Detailed description of the invention
Fig. 1 is a kind of flow chart of leaf disease recognition method based on machine learning algorithm of the invention;
Fig. 2 is apple leaf gray level image (disease geo-radar image) described in the embodiment of the present invention 1;
Fig. 3 is the reinforcing effect figure of Fig. 2 image;
Fig. 4 is the denoising image after Fig. 3 median filtering;
Fig. 5 is the effect picture after Fig. 4 adaptive threshold fuzziness;
Fig. 6 is the preprocessed effect picture with after adaptive threshold fuzziness of Fig. 2;
Fig. 7 is that this disaggregated model is judged as sick effect picture;
Fig. 8 is the effect picture that this disaggregated model is judged as health.
Specific embodiment
To further appreciate that the contents of the present invention, the present invention is described in detail in conjunction with the accompanying drawings and embodiments.
Embodiment 1
In conjunction with Fig. 1, a kind of leaf disease recognition method based on machine learning algorithm of the present embodiment, to apple leaf For carrying out disease recognition, the step of identifying to disease geo-radar image, is as follows:
1) image preprocessing: acquisition apple leaf sample image, the sample image include health and disease geo-radar image, disease Containing disease region and certain healthy area in image, as long as the sample image containing disease region can regard as disease figure Picture, the present embodiment has collected healthy image and each 100 width of disease geo-radar image altogether, and pre-processes to these images.

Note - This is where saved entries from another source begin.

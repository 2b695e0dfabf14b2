use std::path::PathBuf;
use thiserror::Error;

/// Errors raised while loading, parsing or configuring a lint run.
#[derive(Debug, Error)]
pub enum LintError {
    #[error("Dockerfile not found at '{}'", path.display())]
    NotFound { path: PathBuf },

    #[error("Failed to read '{}'", path.display())]
    Io {
        path: PathBuf,
        #[source]
        source: std::io::Error,
    },

    #[error("No FROM instruction found; cannot resolve a base image")]
    MissingFrom,

    #[error("FROM instruction on line {line} does not name an image")]
    EmptyBaseImage { line: usize },

    #[error("Failed to load config '{}': {message}", path.display())]
    Config { path: PathBuf, message: String },
}

impl LintError {
    /// Whether this is the "recipe file is missing" condition, which is
    /// reported separately from every other failure.
    pub fn is_not_found(&self) -> bool {
        matches!(self, LintError::NotFound { .. })
    }
}
use colored::*;
use dockerfile_linter_core::report::{LintReport, ReportRow, Severity};
use unicode_width::UnicodeWidthStr;

const TITLE: &str = "Dockerfile Analysis Report";
const HEADERS: [&str; 3] = ["Check", "Severity", "Suggestion"];

/// Print the findings table to the terminal.
pub fn print_report(report: &LintReport) {
    println!("{}", render_report(report));
}

/// Render the findings as a titled three-column table.
pub fn render_report(report: &LintReport) -> String {
    let rows = report.rows();

    let mut widths = HEADERS.map(UnicodeWidthStr::width);
    for row in &rows {
        for (width, cell) in widths.iter_mut().zip(cells(row)) {
            *width = (*width).max(cell.width());
        }
    }

    let inner: usize = widths.iter().map(|w| w + 2).sum::<usize>() + widths.len() - 1;
    let mut out = Vec::new();

    out.push(format!("{}{}", " ".repeat(inner.saturating_sub(TITLE.len()) / 2 + 1), TITLE.bold().italic()));
    out.push(border('┏', '━', '┳', '┓', &widths));
    out.push(line(
        '┃',
        &HEADERS.map(|h| h.bold().to_string()),
        &HEADERS,
        &widths,
    ));
    out.push(border('┡', '━', '╇', '┩', &widths));

    for row in &rows {
        let plain = cells(row);
        let styled = [
            row.check.bold().to_string(),
            severity_style(&row.severity),
            row.suggestion.green().to_string(),
        ];
        out.push(line('│', &styled, &plain, &widths));
    }

    out.push(border('└', '─', '┴', '┘', &widths));

    if !report.is_clean() {
        out.push(format!(
            " {} issue(s) found: {} FAIL, {} WARN, {} INFO",
            report.issues.len().to_string().bold(),
            report.count(Severity::Fail),
            report.count(Severity::Warn),
            report.count(Severity::Info),
        ));
    }

    out.join("\n")
}

fn cells(row: &ReportRow) -> [&str; 3] {
    [row.check.as_str(), row.severity.as_str(), row.suggestion.as_str()]
}

fn severity_style(severity: &str) -> String {
    match severity {
        "FAIL" => severity.red().bold().to_string(),
        "WARN" => severity.yellow().bold().to_string(),
        "INFO" => severity.blue().to_string(),
        "OK" => severity.green().bold().to_string(),
        _ => severity.to_string(),
    }
}

fn border(left: char, fill: char, join: char, right: char, widths: &[usize; 3]) -> String {
    let segments: Vec<String> = widths
        .iter()
        .map(|w| fill.to_string().repeat(w + 2))
        .collect();
    format!("{}{}{}", left, segments.join(&join.to_string()), right)
}

// Pad using the plain text width; ANSI codes in `styled` take no columns.
fn line<S: AsRef<str>>(edge: char, styled: &[S; 3], plain: &[&str; 3], widths: &[usize; 3]) -> String {
    let mut out = String::new();
    out.push(edge);
    for i in 0..3 {
        let pad = widths[i].saturating_sub(plain[i].width());
        out.push(' ');
        out.push_str(styled[i].as_ref());
        out.push_str(&" ".repeat(pad + 1));
        out.push(edge);
    }
    out
}
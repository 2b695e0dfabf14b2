use crate::checks::CheckName;
use crate::error::LintError;
use crate::recipe::parser::DockerfileParser;
use crate::recipe::ParsedRecipe;
use crate::report::LintReport;
use std::path::Path;
use tracing::{debug, trace};

/// Options for a lint run.
#[derive(Debug, Clone, Default, PartialEq, Eq)]
pub struct LintOptions {
    /// Check labels to skip. Names that match no check are inert.
    pub ignore: Vec<String>,
}

impl LintOptions {
    pub fn new(ignore: Vec<String>) -> Self {
        let options = Self { ignore };
        options.log_unknown_names();
        options
    }

    pub fn is_ignored(&self, check: CheckName) -> bool {
        self.ignore.iter().any(|name| name == check.label())
    }

    fn log_unknown_names(&self) {
        for name in &self.ignore {
            if CheckName::from_label(name).is_some() {
                continue;
            }
            let closest = CheckName::ALL
                .into_iter()
                .map(|c| (c, strsim::damerau_levenshtein(name, c.label())))
                .filter(|(_, dist)| *dist <= 3)
                .min_by_key(|(_, dist)| *dist);
            match closest {
                Some((check, _)) => {
                    debug!(name = %name, "ignore name matches no check; did you mean '{}'?", check)
                }
                None => debug!(name = %name, "ignore name matches no check"),
            }
        }
    }
}

/// Run every check not named in the ignore list, concatenating findings in
/// the fixed check order.
pub fn lint(recipe: &ParsedRecipe, options: &LintOptions) -> LintReport {
    let mut issues = Vec::new();

    for check in CheckName::ALL {
        if options.is_ignored(check) {
            debug!(check = %check, "skipping ignored check");
            continue;
        }
        let findings = check.run(recipe);
        trace!(check = %check, findings = findings.len(), "check finished");
        issues.extend(findings);
    }

    LintReport::new(issues)
}

/// Parse a Dockerfile from disk and lint it. Nothing runs if parsing fails.
pub fn lint_file(path: &Path, options: &LintOptions) -> Result<LintReport, LintError> {
    let recipe = DockerfileParser::parse_file(path)?;
    Ok(lint(&recipe, options))
}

Described image preprocessing process are as follows: size adjusting is carried out to sample image size first and gray processing is handled, is obtained Grayscale image as shown in Figure 2 adjusts having a size of 100*100, then carries out figure to gray level image using algorithm of histogram equalization Image intensifying operation, the image enhancement operation process are as follows:
It normalizes the grey scale pixel value k of original image to obtain r firstkAnd calculate each gray-scale distribution probability p (rk), so Afterwards using accumulation transforming function transformation function T () to normalized gray value rkIt is converted to obtain skAnd according to identical gray level by its The gray value of standard is converted to, to obtain equalisedization treated new images, carries out effect such as Fig. 3 of image enhancement acquisition It is shown, the contrast of image, the details of rich image can be improved after above-mentioned processing.The accumulation transforming function transformation function is as follows:
N is sum of all pixels, n in above formulajFor the number of pixels of different grey-scale, L is number of greyscale levels, j=0,1 ..., k.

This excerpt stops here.